THE TASK:
Copy every line of the data that contains the string "started".

#### AVAILABLE RECORDS

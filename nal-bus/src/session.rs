use std::time::{Instant, SystemTime, UNIX_EPOCH};

use crate::cache::HeaderCache;
use crate::chunk::IframeLog;
use crate::codec::{FrameEncoder, VideoDecoder};
use crate::diff::{FrameDiff, Verdict};
use crate::error::Result;
use crate::tracker::{ChunkSource, ChunkTracker};
use crate::transport::{ChunkSender, PushTransport};
use crate::wire::WireMeta;

/// Counters reported when a session's loop ends.
#[derive(Debug, Default, Clone, Copy)]
pub struct SessionStats {
    /// Frames produced by the decoder.
    pub frames_decoded: u64,
    /// Frames that passed the diff filter and were shipped.
    pub frames_emitted: u64,
}

/// One end-to-end decode session: chunks in, filtered compressed frames
/// out. Single-threaded; each stage runs to completion per frame cycle.
pub struct Session<D, E> {
    tracker: ChunkTracker,
    decoder: D,
    encoder: E,
    filter: FrameDiff,
    iframe_log: IframeLog,
    /// Destination size advertised in egress metadata; defaults to the
    /// decoded size when unset.
    dest_size: Option<(u32, u32)>,
}

impl<D: VideoDecoder, E: FrameEncoder> Session<D, E> {
    pub fn new(decoder: D, encoder: E) -> Self {
        Self {
            tracker: ChunkTracker::new(),
            decoder,
            encoder,
            filter: FrameDiff::new(),
            iframe_log: IframeLog::new(),
            dest_size: None,
        }
    }

    pub fn with_dest_size(mut self, width: u32, height: u32) -> Self {
        self.dest_size = Some((width, height));
        self
    }

    /// Startup phase: seed the tracker with header chunks, from the cache
    /// when an entry exists, otherwise by live acquisition, persisting the
    /// result. A corrupt cache entry is evicted and treated as a miss, so
    /// a bad entry never blocks startup while a live source is available.
    /// A store failure is logged and the session proceeds uncached; a
    /// failed acquisition is returned and never cached.
    pub fn start(
        &mut self,
        src: &mut dyn ChunkSource,
        cache: Option<(&HeaderCache, &str)>,
    ) -> Result<()> {
        if let Some((cache, key)) = cache {
            match cache.lookup(key) {
                Ok(Some(headers)) => {
                    log::info!("header cache hit for {:?}: {} chunks", key, headers.len());
                    for chunk in headers {
                        self.tracker.append(chunk);
                    }
                    return Ok(());
                }
                Ok(None) => {}
                Err(e) => {
                    log::warn!("evicting corrupt header cache entry {:?}: {}", key, e);
                    cache.evict(key)?;
                }
            }
        }

        let headers = self.tracker.read_headers(src)?;
        log::info!("acquired {} header chunks from live stream", headers.len());

        if let Some((cache, key)) = cache {
            match cache.store(key, &headers) {
                Ok(true) => log::debug!("persisted header cache entry {:?}", key),
                Ok(false) => log::debug!("header cache entry {:?} already present", key),
                Err(e) => log::warn!("could not persist header cache entry {:?}: {}", key, e),
            }
        }
        Ok(())
    }

    /// Main loop: fetch a chunk, feed the decoder through the tracker's
    /// pull reader, run every decoded frame through the diff filter and
    /// ship the survivors. Ends on source EOF; transport errors abort.
    pub fn run<P: PushTransport>(
        &mut self,
        src: &mut dyn ChunkSource,
        sink: Option<&mut ChunkSender<P>>,
    ) -> anyhow::Result<SessionStats> {
        let mut stats = SessionStats::default();
        let mut sink = sink;
        let started = Instant::now();

        loop {
            let Some(chunk) = src.next_chunk()? else {
                break;
            };
            self.iframe_log.dump(&chunk);
            self.tracker.append(chunk);

            while let Some(frame) = self.decoder.decode_next(&mut self.tracker)? {
                stats.frames_decoded += 1;
                let now = now_ms();
                if self.filter.evaluate(&frame, now) == Verdict::Drop {
                    continue;
                }
                stats.frames_emitted += 1;

                let image = self.encoder.encode(&frame)?;
                if let Some(sink) = sink.as_mut() {
                    let (dw, dh) = self.dest_size.unwrap_or((frame.width(), frame.height()));
                    let meta = WireMeta {
                        time: Some(now),
                        nal_bytes: Some(image.len() as u32),
                        ow: Some(frame.width()),
                        oh: Some(frame.height()),
                        dw: Some(dw),
                        dh: Some(dh),
                    };
                    sink.send_frame(&image, &meta)?;
                }
            }
        }

        let elapsed = started.elapsed().as_secs_f64() * 1000.0;
        log::info!(
            "session done: {} frames decoded, {} emitted, {:.1} ms total ({:.2} ms/frame)",
            stats.frames_decoded,
            stats.frames_emitted,
            elapsed,
            elapsed / stats.frames_decoded.max(1) as f64
        );
        Ok(stats)
    }

    pub fn tracker_mut(&mut self) -> &mut ChunkTracker {
        &mut self.tracker
    }
}

/// Wall clock in milliseconds since the epoch.
pub fn now_ms() -> u64 {
    SystemTime::now()
        .duration_since(UNIX_EPOCH)
        .map(|d| d.as_millis() as u64)
        .unwrap_or(0)
}

#[cfg(test)]
#[path = "session_test.rs"]
mod session_test;
pub mod scripts;
pub mod session;
pub mod snapshot;

pub use session::WebDriverHost;
pub use snapshot::{Command, PageSnapshot, SnapshotPage};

########

ANSWER FOR THE TASK:
        let started = Instant::now();
        let elapsed = started.elapsed().as_secs_f64() * 1000.0;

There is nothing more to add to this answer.